Going Beyond a Data Lakehouse

Posted December 15, 2021 by David Sprogis, Director of Product Management

Data Lakehouse
Photo by Luca Bravo on Unsplash

The way things get named in this industry can be pretty odd.  A lot of people have been hearing noise about how cool a “Data Lakehouse” is since it combines the power of a data lake with the power of a data warehouse. When I think of a lakehouse, I think of a great place to go fishing and have a few beers. I certainly don’t think about a place to get my analytics done. That’s one of the reasons why Vertica chose to call themselves a “Unified Analytics Platform” instead. In addition to that, our goal has been to unify different ways of doing analytics, and different teams of analysts, and different architectures, so “unified analytics” fit our goals better. Plus, we feel that the analytics are the point, not where you put your data. Does this mean Vertica won’t function as a data lakehouse? No, it certainly will.

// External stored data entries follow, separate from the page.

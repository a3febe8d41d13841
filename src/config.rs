//! Process configuration for the coordinator and worker binaries.

use std::path::PathBuf;
use std::time::Duration;

/// Coordinator configuration. Defaults match the reference deployment; the
/// binary overrides ports and data directory from positional arguments.
#[derive(Debug, Clone)]
pub struct CoordinatorConfig {
    /// Listen port for client connections.
    pub client_port: u16,
    /// Listen port for worker registrations.
    pub worker_port: u16,
    /// Directory holding seed record files and the transfer journal.
    pub data_dir: PathBuf,
    /// Number of account partitions the seed data is bucketed into.
    pub account_partitions: u16,
    /// Number of client partitions.
    pub client_partitions: u16,
    /// Total snapshot holders per partition (owner plus replicas).
    pub replica_factor: usize,
    /// Cap on how many unowned partitions one registering worker takes.
    pub max_owned_per_worker: usize,
    /// Bound on every coordinator-to-worker request.
    pub request_timeout: Duration,
    /// Bound on the registration handshake after the snapshot is shipped.
    pub registration_timeout: Duration,
}

impl Default for CoordinatorConfig {
    fn default() -> Self {
        CoordinatorConfig {
            client_port: 12345,
            worker_port: 12346,
            data_dir: PathBuf::from("data"),
            account_partitions: 3,
            client_partitions: 3,
            replica_factor: 1,
            max_owned_per_worker: usize::MAX,
            request_timeout: Duration::from_secs(5),
            registration_timeout: Duration::from_secs(30),
        }
    }
}

impl CoordinatorConfig {
    pub fn accounts_file(&self) -> PathBuf {
        self.data_dir.join("cuentas.csv")
    }

    pub fn clients_file(&self) -> PathBuf {
        self.data_dir.join("clientes.csv")
    }

    pub fn journal_path(&self) -> PathBuf {
        self.data_dir.join("transfers.log")
    }
}

/// Worker configuration, built from the binary's positional arguments.
#[derive(Debug, Clone)]
pub struct WorkerConfig {
    /// Unique worker identifier.
    pub worker_id: String,
    /// Coordinator registration endpoint.
    pub coordinator_host: String,
    pub coordinator_port: u16,
    /// Port the task service listens on. Port 0 binds an ephemeral port;
    /// the actual port is reported to the coordinator at registration.
    pub task_port: u16,
    /// Directory holding partition snapshots and the operation log.
    pub data_dir: PathBuf,
    /// Admission limit for concurrent task connections.
    pub max_task_connections: usize,
    /// Bound on the registration handshake.
    pub registration_timeout: Duration,
}

impl WorkerConfig {
    pub fn new(
        worker_id: impl Into<String>,
        coordinator_host: impl Into<String>,
        coordinator_port: u16,
        task_port: u16,
    ) -> Self {
        let worker_id = worker_id.into();
        let data_dir = PathBuf::from(format!("data_{worker_id}"));
        WorkerConfig {
            worker_id,
            coordinator_host: coordinator_host.into(),
            coordinator_port,
            task_port,
            data_dir,
            max_task_connections: 10,
            registration_timeout: Duration::from_secs(30),
        }
    }
}
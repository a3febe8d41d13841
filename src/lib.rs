//! Partitioned ledger: account and client records sharded across worker
//! nodes, a coordinator routing operations by partition ownership, and
//! cross-shard transfers executed through a compensating-action protocol.

pub mod amount;
pub mod config;
pub mod coordinator;
pub mod journal;
pub mod model;
pub mod protocol;
pub mod store;
pub mod worker;

pub use amount::Amount;
pub use config::{CoordinatorConfig, WorkerConfig};
pub use coordinator::Coordinator;
pub use model::{AccountId, ClientId, PartitionId, TransferId};
pub use worker::WorkerNode;
use std::fmt;
use std::str::FromStr;

use serde::de::{self, Visitor};
use serde::{Deserialize, Deserializer, Serialize, Serializer};
use thiserror::Error;

/// Fixed-point decimal with 2 decimal places, stored as a scaled integer.
///
/// Balances and transfer amounts are denominated in cents internally so that
/// repeated debits and credits never accumulate floating-point drift. The
/// wire carries plain JSON numbers; conversion happens at the boundary.
#[derive(Debug, Clone, Copy, PartialEq, Eq, PartialOrd, Ord, Default)]
pub struct Amount(i64);

impl Amount {
    const SCALE: i64 = 100;

    pub const ZERO: Amount = Amount(0);

    pub fn from_f64(value: f64) -> Self {
        Amount((value * Self::SCALE as f64).round() as i64)
    }

    pub fn from_scaled(value: i64) -> Self {
        Amount(value)
    }

    pub fn to_f64(self) -> f64 {
        self.0 as f64 / Self::SCALE as f64
    }

    pub fn is_negative(self) -> bool {
        self.0 < 0
    }

    pub fn is_positive(self) -> bool {
        self.0 > 0
    }
}

/// Error parsing a decimal amount from text.
#[derive(Debug, Error, PartialEq, Eq)]
#[error("invalid amount '{0}'")]
pub struct ParseAmountError(String);

impl FromStr for Amount {
    type Err = ParseAmountError;

    /// Parses `123`, `123.4`, `123.45` or `-0.50`. At most two fractional
    /// digits are accepted; anything else is rejected.
    fn from_str(s: &str) -> Result<Self, Self::Err> {
        let err = || ParseAmountError(s.to_string());
        let (negative, digits) = match s.strip_prefix('-') {
            Some(rest) => (true, rest),
            None => (false, s),
        };

        let (whole, frac) = match digits.split_once('.') {
            Some((w, f)) => (w, f),
            None => (digits, ""),
        };
        if whole.is_empty() || (digits.contains('.') && frac.is_empty()) || frac.len() > 2 {
            return Err(err());
        }
        if !whole.bytes().all(|b| b.is_ascii_digit()) || !frac.bytes().all(|b| b.is_ascii_digit()) {
            return Err(err());
        }

        let whole: i64 = whole.parse().map_err(|_| err())?;
        let mut cents = 0i64;
        let mut frac_bytes = frac.bytes();
        for scale in [10, 1] {
            if let Some(b) = frac_bytes.next() {
                cents += (b - b'0') as i64 * scale;
            }
        }

        let scaled = whole * Self::SCALE + cents;
        Ok(Amount(if negative { -scaled } else { scaled }))
    }
}

impl fmt::Display for Amount {
    fn fmt(&self, f: &mut fmt::Formatter<'_>) -> fmt::Result {
        let sign = if self.0 < 0 { "-" } else { "" };
        let abs = self.0.abs();
        let whole = abs / Self::SCALE;
        let frac = abs % Self::SCALE;
        write!(f, "{sign}{whole}.{frac:02}")
    }
}

impl Serialize for Amount {
    fn serialize<S: Serializer>(&self, serializer: S) -> Result<S::Ok, S::Error> {
        serializer.serialize_f64(self.to_f64())
    }
}

impl<'de> Deserialize<'de> for Amount {
    fn deserialize<D: Deserializer<'de>>(deserializer: D) -> Result<Self, D::Error> {
        struct AmountVisitor;

        impl Visitor<'_> for AmountVisitor {
            type Value = Amount;

            fn expecting(&self, f: &mut fmt::Formatter<'_>) -> fmt::Result {
                f.write_str("a decimal amount as a number or string")
            }

            fn visit_f64<E: de::Error>(self, v: f64) -> Result<Amount, E> {
                Ok(Amount::from_f64(v))
            }

            fn visit_i64<E: de::Error>(self, v: i64) -> Result<Amount, E> {
                Ok(Amount::from_scaled(v * Amount::SCALE))
            }

            fn visit_u64<E: de::Error>(self, v: u64) -> Result<Amount, E> {
                self.visit_i64(v as i64)
            }

            fn visit_str<E: de::Error>(self, v: &str) -> Result<Amount, E> {
                v.parse().map_err(de::Error::custom)
            }
        }

        deserializer.deserialize_any(AmountVisitor)
    }
}

impl std::ops::Add for Amount {
    type Output = Self;

    fn add(self, rhs: Self) -> Self::Output {
        Amount(self.0 + rhs.0)
    }
}

impl std::ops::Sub for Amount {
    type Output = Self;

    fn sub(self, rhs: Self) -> Self::Output {
        Amount(self.0 - rhs.0)
    }
}

impl std::ops::AddAssign for Amount {
    fn add_assign(&mut self, rhs: Self) {
        self.0 += rhs.0;
    }
}

impl std::ops::SubAssign for Amount {
    fn sub_assign(&mut self, rhs: Self) {
        self.0 -= rhs.0;
    }
}

impl std::iter::Sum for Amount {
    fn sum<I: Iterator<Item = Amount>>(iter: I) -> Amount {
        iter.fold(Amount::ZERO, |acc, a| acc + a)
    }
}

#[cfg(test)]
mod tests {
    use super::*;

    #[test]
    fn from_scaled_preserves_value() {
        assert_eq!(Amount::from_scaled(12345), Amount(12345));
    }

    #[test]
    fn from_f64_converts_and_rounds() {
        assert_eq!(Amount::from_f64(100.0), Amount::from_scaled(10_000));
        assert_eq!(Amount::from_f64(1.5), Amount::from_scaled(150));
        assert_eq!(Amount::from_f64(-50.25), Amount::from_scaled(-5_025));
    }

    #[test]
    fn display_formats_two_decimals() {
        assert_eq!(Amount::from_scaled(50_000).to_string(), "500.00");
        assert_eq!(Amount::from_scaled(150).to_string(), "1.50");
        assert_eq!(Amount::from_scaled(1).to_string(), "0.01");
        assert_eq!(Amount::from_scaled(-5_025).to_string(), "-50.25");
        assert_eq!(Amount::ZERO.to_string(), "0.00");
    }

    #[test]
    fn parse_accepts_common_forms() {
        assert_eq!("500.00".parse::<Amount>(), Ok(Amount::from_scaled(50_000)));
        assert_eq!("500".parse::<Amount>(), Ok(Amount::from_scaled(50_000)));
        assert_eq!("0.5".parse::<Amount>(), Ok(Amount::from_scaled(50)));
        assert_eq!("-2.25".parse::<Amount>(), Ok(Amount::from_scaled(-225)));
    }

    #[test]
    fn parse_rejects_malformed_input() {
        for bad in ["", "-", "1.234", "12a", "1.", ".5", "1,50"] {
            assert!(bad.parse::<Amount>().is_err(), "accepted {bad:?}");
        }
    }

    #[test]
    fn display_round_trips_through_parse() {
        for scaled in [0, 1, 99, 100, 12_345, -12_345] {
            let amount = Amount::from_scaled(scaled);
            assert_eq!(amount.to_string().parse::<Amount>(), Ok(amount));
        }
    }

    #[test]
    fn serde_uses_json_numbers() {
        let json = serde_json::to_string(&Amount::from_scaled(10_050)).unwrap();
        assert_eq!(json, "100.5");
        let back: Amount = serde_json::from_str("100.5").unwrap();
        assert_eq!(back, Amount::from_scaled(10_050));
        let from_int: Amount = serde_json::from_str("100").unwrap();
        assert_eq!(from_int, Amount::from_scaled(10_000));
        let from_str: Amount = serde_json::from_str("\"100.50\"").unwrap();
        assert_eq!(from_str, Amount::from_scaled(10_050));
    }

    #[test]
    fn arithmetic() {
        let mut a = Amount::from_scaled(100);
        a += Amount::from_scaled(50);
        assert_eq!(a, Amount::from_scaled(150));
        a -= Amount::from_scaled(30);
        assert_eq!(a, Amount::from_scaled(120));
        assert_eq!(a - Amount::from_scaled(20), Amount::from_scaled(100));
        assert_eq!(a + Amount::from_scaled(30), Amount::from_scaled(150));
    }

    #[test]
    fn ordering_and_sign() {
        assert!(Amount::from_scaled(-1).is_negative());
        assert!(Amount::from_scaled(1).is_positive());
        assert!(!Amount::ZERO.is_positive());
        assert!(Amount::from_scaled(100) < Amount::from_scaled(200));
    }

    #[test]
    fn sum_of_amounts() {
        let total: Amount = [100, 200, 300].into_iter().map(Amount::from_scaled).sum();
        assert_eq!(total, Amount::from_scaled(600));
    }
}
//! Pipe-delimited partition file codec and the atomic snapshot primitive.
//!
//! Account partitions persist as `ID_CUENTA|ID_CLIENTE|SALDO|TIPO_CUENTA`
//! rows, client partitions as `ID_CLIENTE|NOMBRE|EMAIL|TELEFONO`, each file
//! starting with a header line. Raw row structs are kept separate from the
//! domain types; balances are written as fixed two-decimal text.

use std::io::Write;
use std::path::Path;

use serde::{Deserialize, Serialize};
use tempfile::NamedTempFile;

use super::error::StoreError;
use crate::model::{
    Account, AccountId, ClientId, ClientRecord, PartitionKind, PartitionRecords,
};

const ACCOUNT_HEADER: [&str; 4] = ["ID_CUENTA", "ID_CLIENTE", "SALDO", "TIPO_CUENTA"];
const CLIENT_HEADER: [&str; 4] = ["ID_CLIENTE", "NOMBRE", "EMAIL", "TELEFONO"];

#[derive(Debug, Serialize, Deserialize)]
struct AccountRow {
    #[serde(rename = "ID_CUENTA")]
    account_id: AccountId,
    #[serde(rename = "ID_CLIENTE")]
    client_id: ClientId,
    #[serde(rename = "SALDO")]
    balance: String,
    #[serde(rename = "TIPO_CUENTA")]
    kind: String,
}

impl From<&Account> for AccountRow {
    fn from(account: &Account) -> Self {
        AccountRow {
            account_id: account.account_id,
            client_id: account.client_id,
            balance: account.balance.to_string(),
            kind: account.kind.to_string(),
        }
    }
}

#[derive(Debug, Serialize, Deserialize)]
struct ClientRow {
    #[serde(rename = "ID_CLIENTE")]
    client_id: ClientId,
    #[serde(rename = "NOMBRE")]
    name: String,
    #[serde(rename = "EMAIL")]
    email: String,
    #[serde(rename = "TELEFONO")]
    phone: String,
}

/// Replaces `path` with `contents` all-or-nothing: the new content is
/// written to a side file in the same directory, synced, and renamed over
/// the visible path. A reader never observes a partially written file.
pub(crate) fn replace_atomic(path: &Path, contents: &[u8]) -> std::io::Result<()> {
    let dir = path.parent().filter(|p| !p.as_os_str().is_empty());
    let mut side = NamedTempFile::new_in(dir.unwrap_or(Path::new(".")))?;
    side.write_all(contents)?;
    side.as_file().sync_all()?;
    side.persist(path).map_err(|e| e.error)?;
    Ok(())
}

fn reader(path: &Path) -> Result<csv::Reader<std::fs::File>, StoreError> {
    csv::ReaderBuilder::new()
        .delimiter(b'|')
        .trim(csv::Trim::All)
        .from_path(path)
        .map_err(|source| StoreError::Read {
            path: path.to_path_buf(),
            source,
        })
}

pub(crate) fn read_accounts(path: &Path) -> Result<Vec<Account>, StoreError> {
    let read_err = |source| StoreError::Read {
        path: path.to_path_buf(),
        source,
    };
    let corrupt = |detail: String| StoreError::Corrupt {
        path: path.to_path_buf(),
        detail,
    };

    let mut accounts = Vec::new();
    for row in reader(path)?.deserialize::<AccountRow>() {
        let row = row.map_err(read_err)?;
        accounts.push(Account {
            account_id: row.account_id,
            client_id: row.client_id,
            balance: row.balance.parse().map_err(|e| corrupt(format!("{e}")))?,
            kind: row.kind.parse().map_err(|e| corrupt(format!("{e}")))?,
        });
    }
    Ok(accounts)
}

pub(crate) fn read_clients(path: &Path) -> Result<Vec<ClientRecord>, StoreError> {
    let read_err = |source| StoreError::Read {
        path: path.to_path_buf(),
        source,
    };

    let mut clients = Vec::new();
    for row in reader(path)?.deserialize::<ClientRow>() {
        let row = row.map_err(read_err)?;
        clients.push(ClientRecord {
            client_id: row.client_id,
            name: row.name,
            email: row.email,
            phone: row.phone,
        });
    }
    Ok(clients)
}

pub(crate) fn read_records(
    path: &Path,
    kind: PartitionKind,
) -> Result<PartitionRecords, StoreError> {
    match kind {
        PartitionKind::Account => read_accounts(path).map(PartitionRecords::Accounts),
        PartitionKind::Client => read_clients(path).map(PartitionRecords::Clients),
    }
}

fn encode<R: Serialize>(
    header: [&str; 4],
    rows: impl Iterator<Item = R>,
) -> Result<Vec<u8>, StoreError> {
    let mut writer = csv::WriterBuilder::new()
        .delimiter(b'|')
        .has_headers(false)
        .from_writer(Vec::new());
    writer.write_record(header).map_err(io_from_csv)?;
    for row in rows {
        writer.serialize(row).map_err(io_from_csv)?;
    }
    writer
        .into_inner()
        .map_err(|e| StoreError::Io(e.into_error()))
}

fn io_from_csv(source: csv::Error) -> StoreError {
    match source.into_kind() {
        csv::ErrorKind::Io(e) => StoreError::Io(e),
        other => StoreError::Io(std::io::Error::other(format!("csv encode: {other:?}"))),
    }
}

pub(crate) fn write_accounts(path: &Path, accounts: &[Account]) -> Result<(), StoreError> {
    let bytes = encode(ACCOUNT_HEADER, accounts.iter().map(AccountRow::from))?;
    replace_atomic(path, &bytes)?;
    Ok(())
}

fn write_clients(path: &Path, clients: &[ClientRecord]) -> Result<(), StoreError> {
    let rows = clients.iter().map(|c| ClientRow {
        client_id: c.client_id,
        name: c.name.clone(),
        email: c.email.clone(),
        phone: c.phone.clone(),
    });
    let bytes = encode(CLIENT_HEADER, rows)?;
    replace_atomic(path, &bytes)?;
    Ok(())
}

pub(crate) fn write_records(path: &Path, records: &PartitionRecords) -> Result<(), StoreError> {
    match records {
        PartitionRecords::Accounts(accounts) => write_accounts(path, accounts),
        PartitionRecords::Clients(clients) => write_clients(path, clients),
    }
}

#[cfg(test)]
mod tests {
    use super::*;
    use crate::amount::Amount;
    use crate::model::AccountKind;

    fn sample_accounts() -> Vec<Account> {
        vec![
            Account {
                account_id: 101,
                client_id: 1,
                balance: Amount::from_scaled(50_000),
                kind: AccountKind::Savings,
            },
            Account {
                account_id: 102,
                client_id: 2,
                balance: Amount::from_scaled(5_000),
                kind: AccountKind::Checking,
            },
        ]
    }

    #[test]
    fn account_file_layout() {
        let dir = tempfile::tempdir().unwrap();
        let path = dir.path().join("ACCOUNT_P1.txt");
        write_accounts(&path, &sample_accounts()).unwrap();

        let contents = std::fs::read_to_string(&path).unwrap();
        let lines: Vec<&str> = contents.lines().collect();
        assert_eq!(lines[0], "ID_CUENTA|ID_CLIENTE|SALDO|TIPO_CUENTA");
        assert_eq!(lines[1], "101|1|500.00|SAVINGS");
        assert_eq!(lines[2], "102|2|50.00|CHECKING");
    }

    #[test]
    fn accounts_round_trip() {
        let dir = tempfile::tempdir().unwrap();
        let path = dir.path().join("ACCOUNT_P1.txt");
        let accounts = sample_accounts();
        write_accounts(&path, &accounts).unwrap();
        assert_eq!(read_accounts(&path).unwrap(), accounts);
    }

    #[test]
    fn clients_round_trip() {
        let dir = tempfile::tempdir().unwrap();
        let path = dir.path().join("CLIENT_P1.txt");
        let clients = vec![ClientRecord {
            client_id: 1,
            name: "Ana Gomez".into(),
            email: "ana@example.com".into(),
            phone: "555-0101".into(),
        }];
        write_records(&path, &PartitionRecords::Clients(clients.clone())).unwrap();
        let contents = std::fs::read_to_string(&path).unwrap();
        assert!(contents.starts_with("ID_CLIENTE|NOMBRE|EMAIL|TELEFONO\n"));
        assert_eq!(read_clients(&path).unwrap(), clients);
    }

    #[test]
    fn empty_partition_keeps_header_line() {
        let dir = tempfile::tempdir().unwrap();
        let path = dir.path().join("ACCOUNT_P2.txt");
        write_accounts(&path, &[]).unwrap();
        let contents = std::fs::read_to_string(&path).unwrap();
        assert_eq!(contents, "ID_CUENTA|ID_CLIENTE|SALDO|TIPO_CUENTA\n");
        assert!(read_accounts(&path).unwrap().is_empty());
    }

    #[test]
    fn replace_atomic_overwrites_whole_file() {
        let dir = tempfile::tempdir().unwrap();
        let path = dir.path().join("file.txt");
        replace_atomic(&path, b"first version, long contents\n").unwrap();
        replace_atomic(&path, b"second\n").unwrap();
        assert_eq!(std::fs::read_to_string(&path).unwrap(), "second\n");
    }

    #[test]
    fn corrupt_balance_is_reported() {
        let dir = tempfile::tempdir().unwrap();
        let path = dir.path().join("ACCOUNT_P1.txt");
        std::fs::write(
            &path,
            "ID_CUENTA|ID_CLIENTE|SALDO|TIPO_CUENTA\n101|1|not-money|SAVINGS\n",
        )
        .unwrap();
        assert!(matches!(
            read_accounts(&path),
            Err(StoreError::Corrupt { .. })
        ));
    }
}
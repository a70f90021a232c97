//! Content checksums for compiled validator caching

use std::fmt;

use serde::{Deserialize, Serialize};
use sha2::{Digest, Sha256};

use crate::error::Result;
use crate::schema::FieldDefinition;

/// SHA256 checksum of serialized content
#[derive(Debug, Clone, PartialEq, Eq, Hash, Serialize, Deserialize)]
pub struct Checksum(String);

impl Checksum {
    /// Compute checksum from raw bytes
    pub fn from_bytes(data: &[u8]) -> Self {
        let hash = Sha256::digest(data);
        Self(format!("{:x}", hash))
    }

    /// Checksum of a field list as it serializes on the wire; any change to
    /// a field definition, including order, yields a new checksum
    pub fn of_fields(fields: &[FieldDefinition]) -> Result<Self> {
        let canonical = serde_json::to_vec(fields)?;
        Ok(Self::from_bytes(&canonical))
    }

    /// Get the hex string representation
    pub fn as_str(&self) -> &str {
        &self.0
    }
}

impl fmt::Display for Checksum {
    fn fmt(&self, f: &mut fmt::Formatter<'_>) -> fmt::Result {
        write!(f, "{}", self.0)
    }
}
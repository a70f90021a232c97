//! Tool Engine CLI
//!
//! Offline checks for tool definitions, record payloads and visibility
//! expressions, plus config management.

use std::path::{Path, PathBuf};

use anyhow::{bail, Context};
use clap::{Parser, Subcommand};
use serde_json::{Map, Value};
use tool_engine::config::EngineConfig;
use tool_engine::expr::{EvalContext, Expression};
use tool_engine::lint::lint_schemas;
use tool_engine::schema::{Role, ToolSchemaInput};
use tool_engine::validator::{RecordValidator, ValidationMode};
use tracing_subscriber::EnvFilter;

#[derive(Parser)]
#[command(name = "toolctl")]
#[command(about = "Validate tool schemas, record payloads and visibility expressions")]
struct Cli {
    /// Explicit config file, layered over the default locations
    #[arg(short, long, global = true)]
    config: Option<PathBuf>,

    #[command(subcommand)]
    command: Commands,
}

#[derive(Subcommand)]
enum Commands {
    /// Validate a schema file, or every *.json schema under a directory
    Validate {
        path: PathBuf,
        /// Hide warnings
        #[arg(short, long)]
        quiet: bool,
    },

    /// Run a record payload through a schema's compiled validator
    CheckRecord {
        #[arg(short, long)]
        schema: PathBuf,
        #[arg(short, long)]
        record: PathBuf,
        /// Validate as an update (all fields optional)
        #[arg(long)]
        partial: bool,
    },

    /// Evaluate a visibility expression
    Eval {
        #[arg(short, long)]
        expr: String,
        /// JSON object bound to `record`
        #[arg(short, long)]
        record: Option<PathBuf>,
        #[arg(long, default_value = "viewer")]
        role: Role,
        #[arg(long)]
        user_id: Option<String>,
    },

    /// Show or create configuration
    Config {
        #[command(subcommand)]
        action: ConfigAction,
    },
}

#[derive(Subcommand)]
enum ConfigAction {
    /// Print the effective configuration
    Show {
        #[arg(long, conflicts_with = "json")]
        toml: bool,
        #[arg(long)]
        json: bool,
    },
    /// Write a default config file
    Init {
        #[arg(short, long, default_value = "tool-engine.toml")]
        output: PathBuf,
        /// Overwrite an existing file
        #[arg(long)]
        force: bool,
    },
}

fn main() {
    let cli = Cli::parse();
    let config = EngineConfig::load_from(cli.config.as_deref());

    let fallback = config
        .as_ref()
        .map(|c| c.logging.filter.clone())
        .unwrap_or_else(|_| "info".to_string());
    tracing_subscriber::fmt()
        .with_env_filter(EnvFilter::try_from_default_env().unwrap_or_else(|_| EnvFilter::new(fallback)))
        .init();

    let result = config
        .context("Failed to load configuration")
        .and_then(|config| run(cli.command, config));

    match result {
        Ok(true) => {}
        Ok(false) => std::process::exit(1),
        Err(e) => {
            eprintln!("Error: {:#}", e);
            std::process::exit(2);
        }
    }
}

/// Returns whether the command succeeded
fn run(command: Commands, config: EngineConfig) -> anyhow::Result<bool> {
    match command {
        Commands::Validate { path, quiet } => validate(&path, quiet),
        Commands::CheckRecord {
            schema,
            record,
            partial,
        } => check_record(&schema, &record, partial),
        Commands::Eval {
            expr,
            record,
            role,
            user_id,
        } => {
            let record = match record {
                Some(path) => read_object(&path)?,
                None => Map::new(),
            };
            let expression = Expression::parse(&expr).context("Invalid expression")?;
            let mut ctx = EvalContext::new(&record, role);
            if let Some(id) = user_id.as_deref() {
                ctx = ctx.with_user_id(id);
            }
            let visible = expression.evaluate(&ctx);
            println!("{}", visible);
            Ok(true)
        }
        Commands::Config { action } => match action {
            ConfigAction::Show { toml: _, json } => {
                if json {
                    println!("{}", serde_json::to_string_pretty(&config)?);
                } else {
                    println!("{}", config.to_toml()?);
                }
                Ok(true)
            }
            ConfigAction::Init { output, force } => {
                if output.exists() && !force {
                    bail!("{} already exists (use --force to overwrite)", output.display());
                }
                EngineConfig::default()
                    .save(&output)
                    .with_context(|| format!("Failed to write {}", output.display()))?;
                println!("✅ Wrote default config to {}", output.display());
                Ok(true)
            }
        },
    }
}

fn validate(path: &Path, quiet: bool) -> anyhow::Result<bool> {
    println!("🔍 Validating tool schemas in {}", path.display());
    let results = lint_schemas(path)?;
    if results.is_empty() {
        println!("⚠️  No *.json files found");
        return Ok(true);
    }

    let mut all_valid = true;
    for (file, result) in &results {
        if result.is_clean() {
            println!("  ✅ {}", file.display());
        } else {
            all_valid = false;
            println!("  ❌ {}", file.display());
            for error in &result.errors {
                println!("     └─ [{}] {}: {}", error.code, error.path, error.message);
            }
        }
        if !quiet {
            for warning in &result.warnings {
                println!("     ⚠️  [{}] {}: {}", warning.code, warning.path, warning.message);
            }
        }
    }

    println!();
    let invalid = results.iter().filter(|(_, r)| !r.is_clean()).count();
    if all_valid {
        println!("✅ {} schema(s) valid", results.len());
    } else {
        println!("❌ {} of {} schema(s) invalid", invalid, results.len());
    }
    Ok(all_valid)
}

fn check_record(schema_path: &Path, record_path: &Path, partial: bool) -> anyhow::Result<bool> {
    let content = std::fs::read_to_string(schema_path)
        .with_context(|| format!("Failed to read {}", schema_path.display()))?;
    let schema: ToolSchemaInput = serde_json::from_str(&content)
        .with_context(|| format!("{} is not a tool schema", schema_path.display()))?;
    let payload = read_object(record_path)?;

    let validator = RecordValidator::compile(&schema.fields)?;
    let mode = if partial {
        ValidationMode::Partial
    } else {
        ValidationMode::Full
    };

    match validator.validate(&payload, mode) {
        Ok(cleaned) => {
            println!("✅ Record is valid for {}", schema.tool_id);
            println!("{}", serde_json::to_string_pretty(&Value::Object(cleaned))?);
            Ok(true)
        }
        Err(err) => match err.validation_issues() {
            Some(issues) => {
                println!("❌ Record is invalid for {}", schema.tool_id);
                for issue in &issues.issues {
                    println!("   └─ {}", issue);
                }
                Ok(false)
            }
            None => Err(err.into()),
        },
    }
}

fn read_object(path: &Path) -> anyhow::Result<Map<String, Value>> {
    let content =
        std::fs::read_to_string(path).with_context(|| format!("Failed to read {}", path.display()))?;
    match serde_json::from_str(&content)? {
        Value::Object(map) => Ok(map),
        _ => bail!("{} must contain a JSON object", path.display()),
    }
}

Vertica IS a data lakehouse, but we go far beyond the basic requirements of a data lakehouse to do more than the companies that use the term. Let’s start by looking at someone else’s definition of what a data lakehouse is, to show that Vertica meets all those criteria.  After each section, look for a “Beyond that” supplement which explains how Vertica goes beyond the basic foundation.  Where is the data lakehouse foundation defined?  There are many on the Internet but’s let’s use Databrick’s definition found here: https://databricks.com/blog/2020/01/30/what-is-a-data-lakehouse.html

Traditional Data Warehouse

For efficiency, let’s group the capabilities into data warehouse capabilities and data lake capabilities, but otherwise, use their definitions word for word.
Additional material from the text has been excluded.